Contest Description
A monoku about one of the cliches listed below. Please mention the cliche at the end of your monoku. Not on your notes, as that is not visible when judging contests. I have posted an example today.
- All that glitters isn't gold
- Don’t get your knickers in a twist
- Cat got your tongue?
- Only time will tell
- Fit as a fiddle
- Every cloud has a silver lining
- Opposites attract
- Don’t cry over spilt milk
- All is fair in love and war
- What goes around comes around
Remember that it is a MAXIMUM 17, it can be less but not over.
A reliable place to check syllables is on this website: www.howmaysyllables.com
Please make is HORIZONTAL and remember these rules:
Remember it is a haiku in one line. Monoku is written as a single line which contains seventeen syllables or less. It includes a caesura (a pause) dictated by a sense or speech rhythm with little or no punctuation. The first word in the line is not capitalized and is in lowercase.
New or old
Has to be a monoku (not longer than 17 syllables). Please read the definition.
Monoku
Tradition reigned in haiku writing until the 1970s when a variant to the haiku was invented. It became known as the monoku.

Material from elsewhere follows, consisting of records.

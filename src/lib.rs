//! Gatehouse is an authenticating reverse proxy for multi-tenant upstream APIs.
//!
//! Each inbound request carries a signed token naming a tenant instance.
//! The gateway verifies it, resolves the tenant, picks one of the tenant's
//! upstream credentials, optionally signs the body, and forwards the call
//! to the tenant's provider endpoint.
//!
//! Everything a request learns on the way is carried in an immutable,
//! per-request [`RequestContext`](context::RequestContext) that each
//! pipeline stage derives from the previous one.
//!
//! # Architecture
//!
//! - [`auth`] -- Bearer token extraction and HS256 JWT verification.
//! - [`cli`] -- Command-line argument parsing with clap derive macros.
//! - [`cmd`] -- Subcommand dispatch and execution (run, validate).
//! - [`config`] -- Configuration loading, validation, and hot-reloading via the
//!   [`ConfigSource`](config::ConfigSource) trait.
//! - [`context`] -- The request context carrier, its typed bindings, and the
//!   credential selection policy.
//! - [`error`] -- Unified error types using `thiserror`.
//! - [`health`] -- `GET /health` endpoint handler returning runtime diagnostics.
//! - [`logging`] -- Structured tracing setup with JSON and pretty-print output.
//! - [`middleware`] -- Pipeline stages: request ID, authentication, tenant
//!   resolution.
//! - [`proxy`] -- Target resolution, upstream headers, signing, and forwarding.
//! - [`server`] -- Axum server setup, shared application state, HTTP client, and
//!   graceful shutdown.
//!
//! # Feature Flags
//!
//! | Feature | Description |
//! |---------|-------------|
//! | `yaml` | YAML config file support _(enabled by default)_ |
//! | `json` | JSON config file support |

// Public items serve the binary and the integration tests.
#![allow(clippy::missing_errors_doc)]

pub mod auth;
pub mod cli;
pub mod cmd;
pub mod config;
pub mod context;
pub mod error;
pub mod health;
pub mod logging;
pub mod middleware;
pub mod proxy;
pub mod server;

The monoku is a one-line poem variation of the haiku. Three writers of poetry in the 1970s made the monoku popular as a form of haiku. They are:
- Marlene Mountain who wrote monoku in horizontal line
- Hiroaki Sato who translated Japanese haiku into one line in English. Sometimes that line is in vertical rather than horizontal form
- Matsuo Allard wrote essays in favor of the monoku form and published several magazines devoted to the form
Monoku is written as a single line which contains seventeen syllables or less. It includes a caesura (a pause) dictated by a sense or speech rhythm with little or no punctuation. The first word in the line is not capitalized and is in lowercase.